The question i am asking myself now is  – was the event for me?

I work in local government and i know that we can learn from other sectors and other professionals, but i’m starting to think that for a whole day event, i didn’t really come away with anything new  – that is not to say that the quality of presentations weren’t great because they were. I was very impressed with Jon Akwue, Joanne Jacobs and Chris Brogan who was one of the first 10 people i started to follow on twitter – Joanne’s Gartner style hype cycle for Augmented Reality was very interesting.

However it seems to me that we (public sector folk) are actually very advanced in our collective thinking on the potential of social software and social media. I include social software because i believe that we will gain huge advantages implementing this technology internally first before we embark externally on the road to radical transformation. This point was supported by an excellent presentation by Olivier Blanchard on “Operationalising Social Communications” – Ok so the title is a bit too “Communications” friendly for most public sector folk, but to be honest i don’t care what we call it, as long as we actually ALL understand what we are really talking about.

If you are in the public sector and you have heard Dave Briggs talk, or spoken to the following people in and around the public sector : Dominic Campbell, Jeremy Gould, Paul Clarke, Tim Davies, Mary McKenna, Steve Dale, Catherine Howe and Julie Harris to name but a few. All of these people i have heard talk about practical examples of change using social web technologies over the past 2 years. From the IDeA’s Knowledge Hub, eSafeguarding Projects, Youth Participation and Engagement, Learning Organisations, Reboot Britain, Digital Mentors and Virtual Civic Spaces. All of these in my opinion are great examples of the power and potential of social media.

Surely this is about FUNDAMENTAL CHANGE not just in businesses, public sector organisations but in society as a whole.

I appreciate that for many people Likeminds was a place where they learned about new stuff and new approaches, but for me, i have already been on that journey, but it was good to listen to great speakers.

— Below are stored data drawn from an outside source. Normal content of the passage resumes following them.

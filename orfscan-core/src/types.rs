use std::fmt;

use thiserror::Error;

/// Nucleotides accepted by the motif scorer, in scoring-matrix row order.
///
/// # Examples
///
/// ```rust
/// use orfscan_core::types::Nucleotide;
///
/// assert_eq!(Nucleotide::from_byte(b'G'), Some(Nucleotide::G));
/// assert_eq!(Nucleotide::G.to_index(), 3);
/// assert_eq!(Nucleotide::from_byte(b'N'), None);
/// ```
#[derive(Debug, Clone, Copy, PartialEq, Eq)]
pub enum Nucleotide {
    /// Adenine
    A,
    /// Thymine
    T,
    /// Cytosine
    C,
    /// Guanine
    G,
}

impl Nucleotide {
    /// Parse an uppercase ASCII base. Lowercase and ambiguity codes are rejected.
    #[must_use]
    pub const fn from_byte(byte: u8) -> Option<Self> {
        match byte {
            b'A' => Some(Self::A),
            b'T' => Some(Self::T),
            b'C' => Some(Self::C),
            b'G' => Some(Self::G),
            _ => None,
        }
    }

    /// Row of this base in the motif matrix
    #[must_use]
    pub const fn to_index(self) -> usize {
        match self {
            Self::A => 0,
            Self::T => 1,
            Self::C => 2,
            Self::G => 3,
        }
    }
}

/// How an ORF ends.
#[derive(Debug, Clone, Copy, PartialEq, Eq, Default)]
pub enum OrfEnd {
    /// Terminated by an in-frame stop codon, which is included in the ORF
    #[default]
    StopCodon,
    /// No in-frame stop codon before the end of the sequence; the ORF runs to
    /// the last base and its length need not be a multiple of three
    Truncated,
}

impl OrfEnd {
    #[must_use]
    pub const fn is_truncated(self) -> bool {
        matches!(self, Self::Truncated)
    }
}

impl fmt::Display for OrfEnd {
    fn fmt(&self, f: &mut fmt::Formatter<'_>) -> fmt::Result {
        match self {
            Self::StopCodon => write!(f, "stop"),
            Self::Truncated => write!(f, "truncated"),
        }
    }
}

/// A discovered open reading frame within one sequence.
#[derive(Debug, Clone, PartialEq, Eq, Default)]
pub struct OrfRecord {
    /// 0-based offset of the start codon
    pub start: usize,
    /// Length in base pairs, equal to `sequence.len()`
    pub length: usize,
    /// Nucleotides from the start codon through the stop codon (or sequence end)
    pub sequence: Vec<u8>,
    /// Whether a stop codon closed the frame
    pub end: OrfEnd,
}

impl OrfRecord {
    /// Dedup key of this ORF within its sequence
    #[must_use]
    pub const fn key(&self) -> (usize, usize) {
        (self.start, self.length)
    }

    /// 1-based start position, as written in reports
    #[must_use]
    pub const fn start_one_based(&self) -> usize {
        self.start + 1
    }

    /// 1-based inclusive end position
    #[must_use]
    pub const fn end_one_based(&self) -> usize {
        self.start + self.length
    }
}

/// Error types that can occur while loading, scanning or reporting
#[derive(Error, Debug)]
pub enum OrfScanError {
    /// Malformed or empty input file
    #[error("Format error: {0}")]
    Format(String),
    /// A motif window of the wrong width
    #[error("Invalid window: expected {expected} bases, got {actual}")]
    InvalidWindow { expected: usize, actual: usize },
    /// A symbol outside A, T, C, G in a motif window
    #[error("Invalid base '{base}' at window position {position}")]
    InvalidBase { base: char, position: usize },
    /// Inconsistent scan configuration
    #[error("Invalid configuration: {0}")]
    Config(String),
    /// File I/O operation failed
    #[error("IO error: {0}")]
    Io(#[from] std::io::Error),
    /// The run was cancelled between sequences
    #[error("Scan cancelled")]
    Cancelled,
}

impl OrfScanError {
    /// True for errors that only invalidate the sequence being scanned
    #[must_use]
    pub const fn is_validation(&self) -> bool {
        matches!(self, Self::InvalidWindow { .. } | Self::InvalidBase { .. })
    }
}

I love likeminds and i love being part of it, but perhaps this time it was just a little to broad for me and not deep enough.

I suspect that the other likeminds offerings would meet my needs but being based in local government, funds are limited if not non existent to enable participation in some of the others.

I think that the main reason for me to feel this way was that it feels like the event was aimed at a more commercial group of people, it was no coincidence that a large number of people attending were agencies and people offering services in this space.

My thoughts continue.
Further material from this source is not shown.